PROBLEM REQUIREMENTS: Find the line with "return true;" and the line with "table reflects the" in the entries below; output exactly those two lines, every line between them, and no others.

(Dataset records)

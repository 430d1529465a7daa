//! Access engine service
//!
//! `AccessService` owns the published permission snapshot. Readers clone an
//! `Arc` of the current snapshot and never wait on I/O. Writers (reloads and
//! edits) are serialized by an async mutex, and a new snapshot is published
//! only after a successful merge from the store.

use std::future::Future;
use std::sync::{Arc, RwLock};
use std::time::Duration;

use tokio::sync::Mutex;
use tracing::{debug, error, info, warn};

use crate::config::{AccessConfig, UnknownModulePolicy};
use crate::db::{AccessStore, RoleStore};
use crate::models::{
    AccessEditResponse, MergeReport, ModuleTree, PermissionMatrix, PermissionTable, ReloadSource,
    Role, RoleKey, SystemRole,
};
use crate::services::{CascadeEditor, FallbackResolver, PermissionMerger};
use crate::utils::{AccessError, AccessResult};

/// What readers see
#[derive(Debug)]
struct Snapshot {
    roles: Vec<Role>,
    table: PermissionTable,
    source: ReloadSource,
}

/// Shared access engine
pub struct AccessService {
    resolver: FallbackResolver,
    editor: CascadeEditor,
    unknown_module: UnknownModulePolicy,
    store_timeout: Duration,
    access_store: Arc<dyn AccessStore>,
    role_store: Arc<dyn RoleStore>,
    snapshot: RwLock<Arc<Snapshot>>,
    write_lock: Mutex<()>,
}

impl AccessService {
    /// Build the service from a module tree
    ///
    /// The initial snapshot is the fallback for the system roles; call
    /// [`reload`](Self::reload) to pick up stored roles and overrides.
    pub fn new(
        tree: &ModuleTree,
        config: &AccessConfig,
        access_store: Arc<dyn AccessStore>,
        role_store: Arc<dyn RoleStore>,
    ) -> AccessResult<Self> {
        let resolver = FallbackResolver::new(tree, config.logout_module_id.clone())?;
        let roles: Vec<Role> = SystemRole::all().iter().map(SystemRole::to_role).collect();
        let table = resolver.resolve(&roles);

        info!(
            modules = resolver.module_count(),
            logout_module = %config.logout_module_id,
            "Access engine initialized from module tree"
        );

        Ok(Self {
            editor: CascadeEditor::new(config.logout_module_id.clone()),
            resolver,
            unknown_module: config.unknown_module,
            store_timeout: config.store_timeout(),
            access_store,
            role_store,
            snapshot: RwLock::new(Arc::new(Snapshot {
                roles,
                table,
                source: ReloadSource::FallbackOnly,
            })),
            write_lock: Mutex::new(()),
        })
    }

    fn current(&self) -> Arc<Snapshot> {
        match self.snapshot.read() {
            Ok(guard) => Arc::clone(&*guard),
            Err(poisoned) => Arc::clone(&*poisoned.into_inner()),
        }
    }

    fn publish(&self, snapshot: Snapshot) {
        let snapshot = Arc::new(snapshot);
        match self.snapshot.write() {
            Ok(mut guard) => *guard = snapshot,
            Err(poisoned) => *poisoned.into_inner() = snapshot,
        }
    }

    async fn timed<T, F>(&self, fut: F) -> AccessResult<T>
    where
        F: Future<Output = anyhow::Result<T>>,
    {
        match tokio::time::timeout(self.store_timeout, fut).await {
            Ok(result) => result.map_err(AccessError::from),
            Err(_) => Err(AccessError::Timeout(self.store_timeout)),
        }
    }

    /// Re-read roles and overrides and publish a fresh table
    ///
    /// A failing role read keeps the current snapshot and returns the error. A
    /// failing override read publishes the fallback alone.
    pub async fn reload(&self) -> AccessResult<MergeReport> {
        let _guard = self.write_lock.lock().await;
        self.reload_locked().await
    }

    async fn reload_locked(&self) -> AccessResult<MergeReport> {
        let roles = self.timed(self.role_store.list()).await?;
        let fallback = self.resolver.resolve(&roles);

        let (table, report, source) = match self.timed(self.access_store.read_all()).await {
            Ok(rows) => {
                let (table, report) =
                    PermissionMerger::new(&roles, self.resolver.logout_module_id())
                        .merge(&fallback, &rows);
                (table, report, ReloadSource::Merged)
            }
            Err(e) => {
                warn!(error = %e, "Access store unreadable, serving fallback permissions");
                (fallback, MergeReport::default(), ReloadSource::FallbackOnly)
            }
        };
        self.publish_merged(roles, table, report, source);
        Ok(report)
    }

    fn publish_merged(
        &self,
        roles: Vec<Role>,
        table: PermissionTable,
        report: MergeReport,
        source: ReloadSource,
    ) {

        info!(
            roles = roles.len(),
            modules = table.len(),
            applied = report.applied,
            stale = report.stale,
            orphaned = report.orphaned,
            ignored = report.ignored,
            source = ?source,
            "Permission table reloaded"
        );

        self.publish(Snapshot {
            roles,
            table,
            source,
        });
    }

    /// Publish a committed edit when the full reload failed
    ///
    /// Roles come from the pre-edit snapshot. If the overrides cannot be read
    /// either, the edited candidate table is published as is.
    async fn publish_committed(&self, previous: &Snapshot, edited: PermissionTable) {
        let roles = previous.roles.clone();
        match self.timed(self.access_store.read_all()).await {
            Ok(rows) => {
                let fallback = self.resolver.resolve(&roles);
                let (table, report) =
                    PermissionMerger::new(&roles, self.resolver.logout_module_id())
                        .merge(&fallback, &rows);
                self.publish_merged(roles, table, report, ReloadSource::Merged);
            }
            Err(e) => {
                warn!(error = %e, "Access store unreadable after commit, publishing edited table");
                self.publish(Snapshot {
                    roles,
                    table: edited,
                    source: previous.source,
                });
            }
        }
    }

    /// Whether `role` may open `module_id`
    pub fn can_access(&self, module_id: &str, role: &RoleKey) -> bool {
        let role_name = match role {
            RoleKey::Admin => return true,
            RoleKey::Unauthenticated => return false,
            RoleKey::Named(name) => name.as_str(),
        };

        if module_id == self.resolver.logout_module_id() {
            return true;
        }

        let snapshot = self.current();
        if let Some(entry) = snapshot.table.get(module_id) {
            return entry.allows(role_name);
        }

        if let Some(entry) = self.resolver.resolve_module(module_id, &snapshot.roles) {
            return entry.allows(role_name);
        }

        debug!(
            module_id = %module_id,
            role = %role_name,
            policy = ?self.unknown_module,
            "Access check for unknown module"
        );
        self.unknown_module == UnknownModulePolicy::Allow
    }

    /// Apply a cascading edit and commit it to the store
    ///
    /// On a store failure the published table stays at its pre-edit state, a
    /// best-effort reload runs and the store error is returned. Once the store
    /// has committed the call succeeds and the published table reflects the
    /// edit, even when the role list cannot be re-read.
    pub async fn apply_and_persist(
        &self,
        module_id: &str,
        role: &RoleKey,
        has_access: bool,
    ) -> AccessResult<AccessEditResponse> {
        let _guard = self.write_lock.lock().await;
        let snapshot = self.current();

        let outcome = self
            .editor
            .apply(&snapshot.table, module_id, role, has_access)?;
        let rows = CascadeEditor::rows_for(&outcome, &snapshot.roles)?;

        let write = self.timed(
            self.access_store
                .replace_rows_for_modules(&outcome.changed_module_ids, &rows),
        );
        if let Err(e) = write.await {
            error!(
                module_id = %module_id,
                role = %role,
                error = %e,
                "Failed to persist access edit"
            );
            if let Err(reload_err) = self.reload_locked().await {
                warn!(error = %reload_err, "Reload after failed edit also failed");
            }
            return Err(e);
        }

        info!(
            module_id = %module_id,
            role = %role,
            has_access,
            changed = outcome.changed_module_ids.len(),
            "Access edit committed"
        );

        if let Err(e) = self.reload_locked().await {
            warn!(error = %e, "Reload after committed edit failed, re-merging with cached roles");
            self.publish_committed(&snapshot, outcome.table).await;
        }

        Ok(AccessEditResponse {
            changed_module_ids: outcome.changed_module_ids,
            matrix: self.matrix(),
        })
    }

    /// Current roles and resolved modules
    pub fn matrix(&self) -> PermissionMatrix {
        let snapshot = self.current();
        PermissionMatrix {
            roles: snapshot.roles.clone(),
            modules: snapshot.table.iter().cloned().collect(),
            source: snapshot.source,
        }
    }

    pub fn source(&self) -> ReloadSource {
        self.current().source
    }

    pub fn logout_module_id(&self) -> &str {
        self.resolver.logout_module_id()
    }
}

==

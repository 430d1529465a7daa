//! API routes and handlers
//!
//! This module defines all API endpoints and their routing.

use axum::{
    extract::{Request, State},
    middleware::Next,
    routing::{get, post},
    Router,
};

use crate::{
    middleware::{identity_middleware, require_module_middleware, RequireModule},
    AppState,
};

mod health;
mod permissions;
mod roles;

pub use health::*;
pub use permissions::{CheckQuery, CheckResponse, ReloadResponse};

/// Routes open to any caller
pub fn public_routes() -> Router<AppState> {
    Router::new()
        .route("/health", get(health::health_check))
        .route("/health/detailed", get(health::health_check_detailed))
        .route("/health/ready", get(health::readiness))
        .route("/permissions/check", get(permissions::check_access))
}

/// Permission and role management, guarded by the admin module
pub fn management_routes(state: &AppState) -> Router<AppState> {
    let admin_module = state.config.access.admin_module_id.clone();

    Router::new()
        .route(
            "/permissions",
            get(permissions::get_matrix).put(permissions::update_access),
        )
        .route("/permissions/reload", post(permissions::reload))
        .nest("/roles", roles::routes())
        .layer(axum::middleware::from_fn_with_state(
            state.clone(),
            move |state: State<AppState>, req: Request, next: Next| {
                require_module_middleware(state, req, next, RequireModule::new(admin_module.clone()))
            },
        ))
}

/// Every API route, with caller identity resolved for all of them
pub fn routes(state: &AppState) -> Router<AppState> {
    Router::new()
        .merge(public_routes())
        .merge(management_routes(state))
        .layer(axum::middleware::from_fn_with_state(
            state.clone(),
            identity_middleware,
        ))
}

ANSWER SECTION:
            return true;
        }

        let snapshot = self.current();
        if let Some(entry) = snapshot.table.get(module_id) {
            return entry.allows(role_name);
        }

        if let Some(entry) = self.resolver.resolve_module(module_id, &snapshot.roles) {
            return entry.allows(role_name);
        }

        debug!(
            module_id = %module_id,
            role = %role_name,
            policy = ?self.unknown_module,
            "Access check for unknown module"
        );
        self.unknown_module == UnknownModulePolicy::Allow
    }

    /// Apply a cascading edit and commit it to the store
    ///
    /// On a store failure the published table stays at its pre-edit state, a
    /// best-effort reload runs and the store error is returned. Once the store
    /// has committed the call succeeds and the published table reflects the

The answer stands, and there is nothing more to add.